*AIM OF THE EXERCISE*:
Down to the final line, print the records again exactly.

*DATASET RECORDS*:
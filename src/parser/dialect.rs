/// Grammar mode of a [`Parser`](super::Parser).
///
/// Dialects share every production; they differ only in what they permit.
pub trait Dialect {
    fn name(&self) -> &'static str;

    /// Whether `<%@ ... %>` blocks are accepted without a diagnostic.
    fn import_blocks_permitted(&self) -> bool {
        false
    }
}

/// The strict dialect. Import blocks are parsed but diagnosed.
#[derive(Debug, Default, Clone, Copy, PartialEq, Eq)]
pub struct Standard;

impl Dialect for Standard {
    fn name(&self) -> &'static str {
        "standard"
    }
}

/// The permissive dialect, accepting import blocks.
#[derive(Debug, Default, Clone, Copy, PartialEq, Eq)]
pub struct Extended;

impl Dialect for Extended {
    fn name(&self) -> &'static str {
        "extended"
    }

    fn import_blocks_permitted(&self) -> bool {
        true
    }
}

*EXPECTED ANSWER*:
filename src/parser/dialect.rs
/// Grammar mode of a [`Parser`](super::Parser).
///
/// Dialects share every production; they differ only in what they permit.
pub trait Dialect {
    fn name(&self) -> &'static str;

    /// Whether `<%@ ... %>` blocks are accepted without a diagnostic.
    fn import_blocks_permitted(&self) -> bool {
        false
    }
}

/// The strict dialect. Import blocks are parsed but diagnosed.
#[derive(Debug, Default, Clone, Copy, PartialEq, Eq)]
pub struct Standard;

impl Dialect for Standard {
    fn name(&self) -> &'static str {
        "standard"
    }
}

/// The permissive dialect, accepting import blocks.
#[derive(Debug, Default, Clone, Copy, PartialEq, Eq)]
pub struct Extended;

impl Dialect for Extended {
    fn name(&self) -> &'static str {
        "extended"
    }

    fn import_blocks_permitted(&self) -> bool {
        true
    }
}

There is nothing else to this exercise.